[Task to complete] Look over the entries and say how many lines include the word "read". Only the number, please.

[Records supplied]
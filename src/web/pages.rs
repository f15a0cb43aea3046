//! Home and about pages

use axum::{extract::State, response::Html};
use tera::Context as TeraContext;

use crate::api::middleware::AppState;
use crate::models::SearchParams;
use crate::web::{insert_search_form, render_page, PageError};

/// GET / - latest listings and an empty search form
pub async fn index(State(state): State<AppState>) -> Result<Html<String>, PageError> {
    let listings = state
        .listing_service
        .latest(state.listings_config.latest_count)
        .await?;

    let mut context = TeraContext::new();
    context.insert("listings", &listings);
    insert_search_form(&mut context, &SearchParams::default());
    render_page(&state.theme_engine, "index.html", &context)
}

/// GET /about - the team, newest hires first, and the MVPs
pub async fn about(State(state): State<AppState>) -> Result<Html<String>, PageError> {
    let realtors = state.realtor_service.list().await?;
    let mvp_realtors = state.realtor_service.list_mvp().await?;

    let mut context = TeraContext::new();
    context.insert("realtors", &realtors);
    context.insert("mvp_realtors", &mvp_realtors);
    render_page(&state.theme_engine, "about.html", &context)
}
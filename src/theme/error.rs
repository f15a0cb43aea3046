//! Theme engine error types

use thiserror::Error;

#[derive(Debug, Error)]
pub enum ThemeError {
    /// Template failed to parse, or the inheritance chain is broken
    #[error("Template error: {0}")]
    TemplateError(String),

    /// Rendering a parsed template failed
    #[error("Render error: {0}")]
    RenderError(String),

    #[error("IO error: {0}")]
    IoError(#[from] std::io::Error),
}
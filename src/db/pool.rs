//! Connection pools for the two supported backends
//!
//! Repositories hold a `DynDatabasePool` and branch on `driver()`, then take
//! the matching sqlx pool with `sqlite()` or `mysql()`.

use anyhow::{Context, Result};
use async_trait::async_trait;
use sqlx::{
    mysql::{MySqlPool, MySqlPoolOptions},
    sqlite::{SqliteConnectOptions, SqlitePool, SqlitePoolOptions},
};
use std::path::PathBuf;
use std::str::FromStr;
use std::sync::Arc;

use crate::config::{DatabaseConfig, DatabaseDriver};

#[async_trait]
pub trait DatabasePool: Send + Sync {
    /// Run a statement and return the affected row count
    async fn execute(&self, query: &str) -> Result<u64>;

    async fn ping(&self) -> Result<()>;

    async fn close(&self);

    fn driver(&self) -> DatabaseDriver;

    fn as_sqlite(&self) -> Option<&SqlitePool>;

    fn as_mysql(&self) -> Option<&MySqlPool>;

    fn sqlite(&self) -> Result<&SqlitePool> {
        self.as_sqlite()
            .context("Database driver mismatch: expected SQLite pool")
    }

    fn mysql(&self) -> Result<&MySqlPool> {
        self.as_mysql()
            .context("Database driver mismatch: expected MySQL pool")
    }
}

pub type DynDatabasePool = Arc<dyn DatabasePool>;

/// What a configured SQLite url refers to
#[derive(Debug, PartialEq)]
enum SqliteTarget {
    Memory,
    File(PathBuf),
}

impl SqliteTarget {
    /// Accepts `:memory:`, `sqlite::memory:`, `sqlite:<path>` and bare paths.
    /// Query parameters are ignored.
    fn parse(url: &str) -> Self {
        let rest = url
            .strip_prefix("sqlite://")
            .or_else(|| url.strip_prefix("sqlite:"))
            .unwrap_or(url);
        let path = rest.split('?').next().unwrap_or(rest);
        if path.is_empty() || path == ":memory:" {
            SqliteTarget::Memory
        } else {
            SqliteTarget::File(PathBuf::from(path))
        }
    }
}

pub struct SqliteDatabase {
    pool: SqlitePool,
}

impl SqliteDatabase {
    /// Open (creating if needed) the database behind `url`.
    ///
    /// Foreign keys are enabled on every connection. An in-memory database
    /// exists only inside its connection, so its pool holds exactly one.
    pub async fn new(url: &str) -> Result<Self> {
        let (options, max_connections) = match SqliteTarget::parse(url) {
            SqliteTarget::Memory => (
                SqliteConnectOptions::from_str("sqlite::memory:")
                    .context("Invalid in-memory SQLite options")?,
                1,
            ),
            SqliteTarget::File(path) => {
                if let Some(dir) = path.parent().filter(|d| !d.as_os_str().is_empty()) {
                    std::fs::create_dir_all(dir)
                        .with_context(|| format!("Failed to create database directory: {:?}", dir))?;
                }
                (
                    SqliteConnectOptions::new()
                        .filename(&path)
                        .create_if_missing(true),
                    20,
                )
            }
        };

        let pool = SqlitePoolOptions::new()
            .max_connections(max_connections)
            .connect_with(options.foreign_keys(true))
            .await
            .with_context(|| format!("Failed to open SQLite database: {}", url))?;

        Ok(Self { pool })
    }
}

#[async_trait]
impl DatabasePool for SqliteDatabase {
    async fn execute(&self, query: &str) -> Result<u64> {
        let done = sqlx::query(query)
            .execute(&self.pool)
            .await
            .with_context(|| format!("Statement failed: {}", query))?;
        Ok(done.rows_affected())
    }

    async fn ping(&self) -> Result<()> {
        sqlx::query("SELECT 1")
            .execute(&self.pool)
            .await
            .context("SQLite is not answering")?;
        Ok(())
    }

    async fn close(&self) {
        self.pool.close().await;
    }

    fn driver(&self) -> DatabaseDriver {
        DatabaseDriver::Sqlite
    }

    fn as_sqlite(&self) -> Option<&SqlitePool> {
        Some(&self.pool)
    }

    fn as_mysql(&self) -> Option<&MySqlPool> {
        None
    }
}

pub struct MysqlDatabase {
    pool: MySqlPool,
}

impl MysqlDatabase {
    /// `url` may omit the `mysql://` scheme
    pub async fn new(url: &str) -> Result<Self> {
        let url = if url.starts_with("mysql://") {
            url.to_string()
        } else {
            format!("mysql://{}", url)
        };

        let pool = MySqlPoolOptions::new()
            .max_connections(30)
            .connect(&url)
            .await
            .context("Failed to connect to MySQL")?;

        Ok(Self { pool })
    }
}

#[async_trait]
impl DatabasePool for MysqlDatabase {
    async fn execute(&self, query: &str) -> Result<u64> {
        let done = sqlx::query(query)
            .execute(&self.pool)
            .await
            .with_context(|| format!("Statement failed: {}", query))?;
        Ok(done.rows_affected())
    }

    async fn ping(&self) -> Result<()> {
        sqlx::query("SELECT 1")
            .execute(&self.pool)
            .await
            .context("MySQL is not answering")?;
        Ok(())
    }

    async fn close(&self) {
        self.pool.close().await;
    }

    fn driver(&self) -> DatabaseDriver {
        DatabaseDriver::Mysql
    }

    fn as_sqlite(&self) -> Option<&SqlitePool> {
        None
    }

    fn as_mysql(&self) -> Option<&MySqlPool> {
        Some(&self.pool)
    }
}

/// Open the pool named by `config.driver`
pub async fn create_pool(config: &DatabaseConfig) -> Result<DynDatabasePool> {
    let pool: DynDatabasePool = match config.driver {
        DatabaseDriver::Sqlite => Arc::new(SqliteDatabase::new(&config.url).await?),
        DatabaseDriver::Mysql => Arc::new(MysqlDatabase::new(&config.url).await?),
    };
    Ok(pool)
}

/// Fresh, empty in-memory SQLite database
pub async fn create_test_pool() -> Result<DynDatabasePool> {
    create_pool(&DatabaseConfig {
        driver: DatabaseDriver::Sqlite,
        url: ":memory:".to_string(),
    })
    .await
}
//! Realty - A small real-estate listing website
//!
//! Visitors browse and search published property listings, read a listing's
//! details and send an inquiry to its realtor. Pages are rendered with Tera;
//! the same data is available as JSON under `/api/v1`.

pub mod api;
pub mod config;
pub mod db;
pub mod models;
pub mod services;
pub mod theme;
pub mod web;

* * *

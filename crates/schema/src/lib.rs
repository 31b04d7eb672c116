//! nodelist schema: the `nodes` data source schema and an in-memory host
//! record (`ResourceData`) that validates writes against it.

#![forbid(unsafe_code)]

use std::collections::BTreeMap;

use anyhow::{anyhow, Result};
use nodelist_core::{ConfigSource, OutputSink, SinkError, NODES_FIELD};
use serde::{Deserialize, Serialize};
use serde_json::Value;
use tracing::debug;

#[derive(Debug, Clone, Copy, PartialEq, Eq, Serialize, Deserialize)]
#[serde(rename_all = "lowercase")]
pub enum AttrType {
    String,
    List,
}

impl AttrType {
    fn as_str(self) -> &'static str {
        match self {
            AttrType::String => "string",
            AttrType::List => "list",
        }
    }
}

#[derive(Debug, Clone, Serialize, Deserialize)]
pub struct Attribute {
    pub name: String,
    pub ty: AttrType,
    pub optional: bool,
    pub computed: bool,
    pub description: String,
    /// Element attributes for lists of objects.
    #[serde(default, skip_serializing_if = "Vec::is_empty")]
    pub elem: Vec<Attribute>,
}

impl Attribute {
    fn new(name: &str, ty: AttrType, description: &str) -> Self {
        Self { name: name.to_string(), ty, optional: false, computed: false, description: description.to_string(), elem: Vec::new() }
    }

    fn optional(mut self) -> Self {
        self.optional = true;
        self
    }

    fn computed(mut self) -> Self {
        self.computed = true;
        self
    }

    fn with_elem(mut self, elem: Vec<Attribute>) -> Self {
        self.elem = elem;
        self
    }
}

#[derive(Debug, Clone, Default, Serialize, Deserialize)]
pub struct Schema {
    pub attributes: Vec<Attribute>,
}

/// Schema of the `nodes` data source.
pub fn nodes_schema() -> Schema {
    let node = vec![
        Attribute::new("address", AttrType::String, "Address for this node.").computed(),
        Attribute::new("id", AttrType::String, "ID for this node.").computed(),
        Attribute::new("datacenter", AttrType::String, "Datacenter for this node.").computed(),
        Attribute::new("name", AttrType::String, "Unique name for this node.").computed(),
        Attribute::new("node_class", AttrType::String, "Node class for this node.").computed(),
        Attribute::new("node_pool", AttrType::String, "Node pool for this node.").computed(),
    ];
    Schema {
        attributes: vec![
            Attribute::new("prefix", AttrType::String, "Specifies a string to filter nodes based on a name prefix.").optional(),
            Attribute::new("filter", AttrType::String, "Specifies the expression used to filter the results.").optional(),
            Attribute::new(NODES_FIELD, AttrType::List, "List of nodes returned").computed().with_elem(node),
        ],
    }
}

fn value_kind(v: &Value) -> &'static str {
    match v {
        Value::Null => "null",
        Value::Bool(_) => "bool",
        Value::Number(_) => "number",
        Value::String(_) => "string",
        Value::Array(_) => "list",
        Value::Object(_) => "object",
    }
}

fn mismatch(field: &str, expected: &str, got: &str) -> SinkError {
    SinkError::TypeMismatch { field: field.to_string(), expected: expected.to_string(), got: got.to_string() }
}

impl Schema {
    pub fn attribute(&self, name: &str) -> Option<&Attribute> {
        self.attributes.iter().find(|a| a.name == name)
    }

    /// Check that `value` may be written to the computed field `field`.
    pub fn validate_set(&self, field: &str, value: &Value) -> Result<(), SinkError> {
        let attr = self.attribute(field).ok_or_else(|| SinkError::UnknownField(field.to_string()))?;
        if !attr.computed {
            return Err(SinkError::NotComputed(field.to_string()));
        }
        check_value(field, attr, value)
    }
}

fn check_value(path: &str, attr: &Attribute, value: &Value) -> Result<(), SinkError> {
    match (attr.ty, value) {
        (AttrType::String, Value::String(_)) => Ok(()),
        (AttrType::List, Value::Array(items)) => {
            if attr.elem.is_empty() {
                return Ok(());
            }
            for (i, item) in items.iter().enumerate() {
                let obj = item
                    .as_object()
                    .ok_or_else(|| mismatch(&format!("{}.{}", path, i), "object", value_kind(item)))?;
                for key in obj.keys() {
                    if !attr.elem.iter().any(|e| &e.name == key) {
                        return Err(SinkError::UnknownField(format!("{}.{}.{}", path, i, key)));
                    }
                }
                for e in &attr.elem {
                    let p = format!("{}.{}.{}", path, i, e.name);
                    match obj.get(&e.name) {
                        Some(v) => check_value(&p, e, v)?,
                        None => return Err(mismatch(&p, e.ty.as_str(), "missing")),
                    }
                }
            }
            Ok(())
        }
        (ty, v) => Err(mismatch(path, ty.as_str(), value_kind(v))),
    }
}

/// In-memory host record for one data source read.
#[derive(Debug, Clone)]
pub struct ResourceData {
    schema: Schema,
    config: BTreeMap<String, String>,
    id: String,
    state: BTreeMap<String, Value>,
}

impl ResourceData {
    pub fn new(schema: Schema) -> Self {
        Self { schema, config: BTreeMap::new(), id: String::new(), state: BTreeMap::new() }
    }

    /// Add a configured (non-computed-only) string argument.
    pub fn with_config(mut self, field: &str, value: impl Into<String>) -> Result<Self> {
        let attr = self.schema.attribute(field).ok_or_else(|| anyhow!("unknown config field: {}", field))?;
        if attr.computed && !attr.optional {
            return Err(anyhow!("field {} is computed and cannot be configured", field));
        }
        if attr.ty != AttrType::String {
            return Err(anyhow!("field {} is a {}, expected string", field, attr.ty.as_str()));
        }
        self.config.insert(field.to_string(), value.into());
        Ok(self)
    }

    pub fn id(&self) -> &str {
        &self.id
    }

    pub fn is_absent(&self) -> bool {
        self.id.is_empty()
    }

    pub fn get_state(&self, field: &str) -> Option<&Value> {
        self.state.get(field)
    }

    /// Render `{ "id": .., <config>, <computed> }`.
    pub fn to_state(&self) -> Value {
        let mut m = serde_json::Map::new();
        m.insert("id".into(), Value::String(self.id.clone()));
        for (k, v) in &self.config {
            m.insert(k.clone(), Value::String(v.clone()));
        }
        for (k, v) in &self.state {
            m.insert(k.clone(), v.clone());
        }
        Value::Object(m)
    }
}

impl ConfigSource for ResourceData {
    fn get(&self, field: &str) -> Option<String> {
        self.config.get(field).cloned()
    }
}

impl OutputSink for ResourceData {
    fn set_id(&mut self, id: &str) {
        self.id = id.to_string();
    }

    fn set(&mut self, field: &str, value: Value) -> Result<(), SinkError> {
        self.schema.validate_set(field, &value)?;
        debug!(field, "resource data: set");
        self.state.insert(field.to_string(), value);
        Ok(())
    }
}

[Exercise solution] 2